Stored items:
== Segment start ==

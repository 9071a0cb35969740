/// Numeric conversion helpers.
///
/// This module provides a safe function for promoting integers to
/// floating-point values without silent rounding. Use it whenever an `i64`
/// has to take part in real arithmetic.
pub mod num;
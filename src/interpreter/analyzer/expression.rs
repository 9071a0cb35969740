use crate::{
    ast::{Expr, LiteralValue},
    error::SemanticError,
    interpreter::{
        analyzer::core::{AnalysisResult, Analyzer},
        value::type_tag::TypeTag,
    },
};

impl Analyzer<'_> {
    /// Infers the type of an expression without evaluating it.
    ///
    /// - Literals have their own type; names have their declared type.
    /// - `+ - *` need two numeric operands and give `float` if either is a
    ///   `float`, `int` otherwise. `/` always gives `float`.
    /// - Unary `+` and `-` keep a numeric type.
    /// - A comparison of two numbers or two booleans is a `bool`.
    ///
    /// # Errors
    /// `InvalidOperands` or `InvalidUnaryOperand` for other operand mixes, and
    /// the lookup errors of any name in the expression.
    pub fn type_of(&self, expr: &Expr) -> AnalysisResult<TypeTag> {
        match expr {
            Expr::Number { .. } => Ok(TypeTag::Int),
            Expr::Literal { value: LiteralValue::Str(_),
                            .. } => Ok(TypeTag::Str),
            Expr::Literal { value: LiteralValue::Bool(_),
                            .. } => Ok(TypeTag::Bool),
            Expr::Var { name, line } => self.variable_type(name, *line),
            Expr::BinOp { left,
                          op,
                          right,
                          line, } => {
                let (left, right) = (self.type_of(left)?, self.type_of(right)?);
                TypeTag::arithmetic_result(*op, left, right).ok_or_else(|| {
                    SemanticError::InvalidOperands { op: op.to_string(),
                                                     left,
                                                     right,
                                                     line: *line }
                })
            },
            Expr::UnaryOp { op, expr, line } => {
                let operand = self.type_of(expr)?;
                if operand.is_numeric() {
                    Ok(operand)
                } else {
                    Err(SemanticError::InvalidUnaryOperand { op: op.to_string(),
                                                             operand,
                                                             line: *line })
                }
            },
            Expr::Comparison { left,
                               op,
                               right,
                               line, } => {
                let (left, right) = (self.type_of(left)?, self.type_of(right)?);
                if left.is_comparable_with(right) {
                    Ok(TypeTag::Bool)
                } else {
                    Err(SemanticError::InvalidOperands { op: op.to_string(),
                                                         left,
                                                         right,
                                                         line: *line })
                }
            },
        }
    }
}
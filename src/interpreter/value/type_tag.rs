use serde::Serialize;

use crate::ast::BinaryOperator;

/// The declarable types of the language.
///
/// Type tags appear in declarations (`a: int = 1`) and parameter lists, and
/// are attached to every runtime [`Value`](super::core::Value). The semantic
/// analyzer infers a tag for each expression and compares it against the
/// declared one.
#[derive(Debug, Copy, Clone, PartialEq, Eq, Hash, Serialize)]
#[serde(rename_all = "lowercase")]
pub enum TypeTag {
    /// `int`: 64-bit signed integers.
    Int,
    /// `float`: double precision reals, produced by division.
    Float,
    /// `str`: string values.
    Str,
    /// `bool`: `True` or `False`.
    Bool,
}

/// The built-in type table, keyed by the keyword used in source code.
pub const BUILTIN_TYPES: &[(&str, TypeTag)] = &[("int", TypeTag::Int),
                                                ("float", TypeTag::Float),
                                                ("str", TypeTag::Str),
                                                ("bool", TypeTag::Bool)];

impl TypeTag {
    /// Resolves a type keyword against the built-in type table.
    ///
    /// # Example
    /// ```
    /// use quill::interpreter::value::type_tag::TypeTag;
    ///
    /// assert_eq!(TypeTag::from_keyword("float"), Some(TypeTag::Float));
    /// assert_eq!(TypeTag::from_keyword("double"), None);
    /// ```
    #[must_use]
    pub fn from_keyword(keyword: &str) -> Option<Self> {
        BUILTIN_TYPES.iter()
                     .find(|(name, _)| *name == keyword)
                     .map(|(_, tag)| *tag)
    }

    /// The keyword spelling of this type.
    #[must_use]
    pub const fn keyword(self) -> &'static str {
        match self {
            Self::Int => "int",
            Self::Float => "float",
            Self::Str => "str",
            Self::Bool => "bool",
        }
    }

    /// Returns `true` for `int` and `float`.
    #[must_use]
    pub const fn is_numeric(self) -> bool {
        matches!(self, Self::Int | Self::Float)
    }

    /// Computes the result type of an arithmetic operator.
    ///
    /// Both operands must be numeric. Division always yields `float`; the
    /// other operators yield `float` when either side is `float` and `int`
    /// otherwise. Returns `None` when the operands cannot be combined.
    #[must_use]
    pub const fn arithmetic_result(op: BinaryOperator, left: Self, right: Self) -> Option<Self> {
        if !left.is_numeric() || !right.is_numeric() {
            return None;
        }

        match (op, left, right) {
            (BinaryOperator::Div, ..) | (_, Self::Float, _) | (_, _, Self::Float) => {
                Some(Self::Float)
            },
            _ => Some(Self::Int),
        }
    }

    /// Returns `true` when two operands of these types can be ordered with
    /// `<` or `>`: two numerics, or two booleans.
    #[must_use]
    pub const fn is_comparable_with(self, other: Self) -> bool {
        (self.is_numeric() && other.is_numeric()) || matches!((self, other), (Self::Bool, Self::Bool))
    }
}

impl std::fmt::Display for TypeTag {
    fn fmt(&self, f: &mut std::fmt::Formatter<'_>) -> std::fmt::Result {
        write!(f, "{}", self.keyword())
    }
}
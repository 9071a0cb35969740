use crate::{
    ast::{Expr, FunctionDef, Param, Statement},
    interpreter::{
        lexer::TokenKind,
        parser::core::{ParseResult, Parser},
    },
};

impl Parser<'_> {
    /// Parses a single statement.
    ///
    /// The statement kind is chosen by the current token; any token that
    /// cannot start a statement yields [`Statement::Empty`] without being
    /// consumed.
    ///
    /// Grammar:
    /// ```text
    /// statement := assignment | print_stmt | if_stmt | func_decl | empty
    /// ```
    pub(super) fn parse_statement(&mut self) -> ParseResult<Statement> {
        match self.current.token.kind() {
            TokenKind::Identifier => self.parse_assignment(),
            TokenKind::Print => self.parse_print(),
            TokenKind::If => self.parse_if(),
            TokenKind::Func => Ok(Statement::FuncDecl(self.parse_function_declaration()?)),
            _ => Ok(Statement::Empty),
        }
    }

    /// Parses a declaration or a re-assignment.
    ///
    /// Grammar: `assignment := NAME ("=" value | ":" TYPE "=" value)`
    fn parse_assignment(&mut self) -> ParseResult<Statement> {
        let (name, line) = self.eat_identifier()?;

        let declared_type = match self.current.token.kind() {
            TokenKind::Colon => {
                self.advance()?;
                Some(self.eat_type()?)
            },
            TokenKind::Equals => None,
            _ => return Err(self.unexpected("':' or '='")),
        };

        self.eat(TokenKind::Equals)?;
        let value = self.parse_value()?;

        Ok(Statement::Assign { name,
                               declared_type,
                               value,
                               line })
    }

    /// Parses the right side of an assignment or a `print` argument.
    ///
    /// Grammar: `value := STRING | BOOL | expr`
    fn parse_value(&mut self) -> ParseResult<Expr> {
        if let Some(literal) = self.eat_string_literal()? {
            return Ok(literal);
        }
        if let Some(literal) = self.eat_bool_literal()? {
            return Ok(literal);
        }
        self.parse_expr()
    }

    /// Grammar: `print_stmt := "print" "(" value ")"`
    fn parse_print(&mut self) -> ParseResult<Statement> {
        let line = self.eat(TokenKind::Print)?.line;
        self.eat(TokenKind::LParen)?;
        let expr = self.parse_value()?;
        self.eat(TokenKind::RParen)?;

        Ok(Statement::Print { expr, line })
    }

    /// Parses an `if` statement with an optional `else` branch.
    ///
    /// Grammar:
    /// ```text
    /// if_stmt := "if" "(" condition ")" "{" statement_list "}"
    ///            ("else" "{" statement_list "}")?
    /// ```
    fn parse_if(&mut self) -> ParseResult<Statement> {
        let line = self.eat(TokenKind::If)?.line;

        self.eat(TokenKind::LParen)?;
        let condition = self.parse_condition()?;
        self.eat(TokenKind::RParen)?;

        let then_block = self.parse_braced_block()?;

        let else_block = if self.check(TokenKind::Else) {
            self.advance()?;
            Some(self.parse_braced_block()?)
        } else {
            None
        };

        Ok(Statement::If { condition,
                           then_block,
                           else_block,
                           line })
    }

    /// Parses a function declaration.
    ///
    /// Grammar:
    /// ```text
    /// func_decl := "func" NAME "(" params? ")" "{" statement_list "}"
    /// params    := param ("," param)*
    /// ```
    fn parse_function_declaration(&mut self) -> ParseResult<FunctionDef> {
        let line = self.eat(TokenKind::Func)?.line;
        let (name, _) = self.eat_identifier()?;

        self.eat(TokenKind::LParen)?;
        let mut params = Vec::new();
        if !self.check(TokenKind::RParen) {
            params.push(self.parse_param()?);
            while self.check(TokenKind::Comma) {
                self.advance()?;
                params.push(self.parse_param()?);
            }
        }
        self.eat(TokenKind::RParen)?;

        let body = self.parse_braced_block()?;

        Ok(FunctionDef { name,
                         params,
                         body,
                         line })
    }

    /// Grammar: `param := NAME ":" TYPE`
    fn parse_param(&mut self) -> ParseResult<Param> {
        let (name, line) = self.eat_identifier()?;
        self.eat(TokenKind::Colon)?;
        let type_tag = self.eat_type()?;

        Ok(Param { name,
                   type_tag,
                   line })
    }
}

== Segment end ==

Task:
Starting at the first line of the records above, please copy each line exactly until you reach the line containing "either is a". Include that line and stop there.

Solution for this task:
repository 9071a0cb35969740
/// Numeric conversion helpers.
///
/// This module provides a safe function for promoting integers to
/// floating-point values without silent rounding. Use it whenever an `i64`
/// has to take part in real arithmetic.
pub mod num;
filename src/interpreter/analyzer/expression.rs
repository 9071a0cb35969740
use crate::{
    ast::{Expr, LiteralValue},
    error::SemanticError,
    interpreter::{
        analyzer::core::{AnalysisResult, Analyzer},
        value::type_tag::TypeTag,
    },
};

impl Analyzer<'_> {
    /// Infers the type of an expression without evaluating it.
    ///
    /// - Literals have their own type; names have their declared type.
    /// - `+ - *` need two numeric operands and give `float` if either is a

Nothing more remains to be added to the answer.